For now, many college and university fundraisers are taking the time to reconnect with their donors, alumni, and parents. School leaders at Boston College decided to postpone the university’s scheduled giving day and, instead, launched a community outreach campaign on March 18, when the fundraising blitz would have occurred.
“We absolutely did not want this or anything we did to look also opportunistic,” said Jim Husson, senior vice president for advancement. Instead of a fundraising campaign, they called the virtual event a “Day of Caring,” based on the college’s Jesuit value of nurturing the whole person, Husson said.
Students, staff, alumni, and parents were encouraged to share stories on social media about how someone at the college exemplified that value. “Take a break from world news and get ready to be inspired,” reads the Day of Caring webpage.
At the request of giving-day volunteers, it also includes a link to a donation form for the college’s student hardship fund, but Husson said collecting gifts for the fund “wasn’t really even a goal at all.”
Husson is hopeful that, later in the year, the school can launch a giving day.
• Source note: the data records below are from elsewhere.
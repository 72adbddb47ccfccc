//! Evenly spaced curve samples for plotting.

use serde::{Deserialize, Serialize};

use crate::constants::MAX_CURVE_SAMPLES;
use crate::evaluator::CurveEvaluator;

#[derive(Clone, Copy, Debug, PartialEq, Serialize, Deserialize)]
pub struct CurveSample {
    pub time: f32,
    pub value: f32,
}

/// Sample `evaluator` at `samples` evenly spaced times over `[start, end]`,
/// both ends included.
///
/// The count is clamped to `2..=MAX_CURVE_SAMPLES`; a reversed window is swapped
/// and a non-finite one yields nothing.
pub fn sample_curve(
    evaluator: &CurveEvaluator,
    start: f32,
    end: f32,
    samples: usize,
) -> Vec<CurveSample> {
    if !start.is_finite() || !end.is_finite() {
        return Vec::new();
    }
    let (start, end) = if start <= end {
        (start, end)
    } else {
        (end, start)
    };
    let count = samples.clamp(2, MAX_CURVE_SAMPLES);
    let step = (end - start) / (count - 1) as f32;

    (0..count)
        .map(|i| {
            // Pin the last sample to `end` so rounding never stops short of it.
            let time = if i + 1 == count {
                end
            } else {
                start + i as f32 * step
            };
            CurveSample {
                time,
                value: evaluator.evaluate(time),
            }
        })
        .collect()
}

/// [`sample_curve`] over the keyframe time bounds; empty for an empty curve.
pub fn sample_keyframe_span(evaluator: &CurveEvaluator, samples: usize) -> Vec<CurveSample> {
    match evaluator.store().time_bounds() {
        Some((start, end)) => sample_curve(evaluator, start, end, samples),
        None => Vec::new(),
    }
}

#[cfg(test)]
mod tests {
    use super::*;
    use crate::keyframe::Keyframe;
    use crate::store::KeyframeStore;

    fn linear() -> CurveEvaluator {
        KeyframeStore::from_keys([
            Keyframe::new(0.0, 0.0, 0.0, 0.1).unwrap(),
            Keyframe::new(10.0, 1.0, 0.1, 0.0).unwrap(),
        ])
        .into()
    }

    #[test]
    fn includes_both_ends() {
        let out = sample_curve(&linear(), 0.0, 10.0, 11);
        assert_eq!(out.len(), 11);
        assert_eq!(out[0].time, 0.0);
        assert_eq!(out[10].time, 10.0);
        assert_eq!(out[10].value, 1.0);
        assert!((out[5].value - 0.5).abs() < 1e-6);
    }

    #[test]
    fn clamps_count_and_swaps_window() {
        assert_eq!(sample_curve(&linear(), 10.0, 0.0, 0).len(), 2);
        assert_eq!(sample_curve(&linear(), 0.0, 1.0, 50_000).len(), MAX_CURVE_SAMPLES);
        assert!(sample_curve(&linear(), 0.0, f32::NAN, 10).is_empty());
        let swapped = sample_curve(&linear(), 10.0, 0.0, 3);
        assert_eq!(swapped[0].time, 0.0);
    }

    #[test]
    fn keyframe_span_of_empty_curve() {
        assert!(sample_keyframe_span(&CurveEvaluator::default(), 10).is_empty());
        assert_eq!(sample_keyframe_span(&linear(), 5).len(), 5);
    }
}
Last year’s raised more than $730,000 through individual donations and matching gifts. And while that fundraising drive was put on ice, Husson said last week’s Day of Caring was valuable for the community.
“I think it established our commitment to caring for people as human beings first and foremost,” he said. “Hopefully that’s something we’ll be able to build on going forward.”
‘Life Is Not Normal’
Fundraisers agree that colleges and universities have little choice but to change their plans and messaging. “You cannot continue on like life is normal, because life is not normal,” said fundraising consultant Lynne Wester.
She cited Maslow’s hierarchy of needs, saying that the donors to whom college giving days typically appeal are now much more focused on basic necessities like ensuring the health and well-being of themselves and their families.
Donating to their college annual fund, she said, “is not the most important thing in their life right now.”
In light of that reality, fundraisers at University of California, Davis, are revising plans for the university’s April giving day. Among other changes, fundraisers will send fewer email appeals in the month before their upcoming giving day on April 17 — cutting the number of emails about the fundraising day from 12 to three.
“At least one or two of those will focus around emergency needs specifically, and we’re also adding a page to our give day [website] that is specific to the unexpected hardships and emergency needs,” said Michelle Poesy, senior director of annual and special gifts at the university. She added that the fast-spreading virus could still cause the school to cancel or postpone the campaign in the next few weeks.
Last year, UC Davis raised $2.1 million on its giving day, but Poesy isn’t confident that fundraising will reach that level this year — mostly because the university will be sending fewer appeals.
As colleges and universities get a clearer picture of the full financial impact of the coronavirus — from canceled giving days to dwindling endowments — fundraisers may be eager to return to a regular schedule of fundraising appeals.
But Wester counseled patience: “You can’t start sending out annual fund appeals and pretending like life is normal until we have toilet paper back on the shelves.”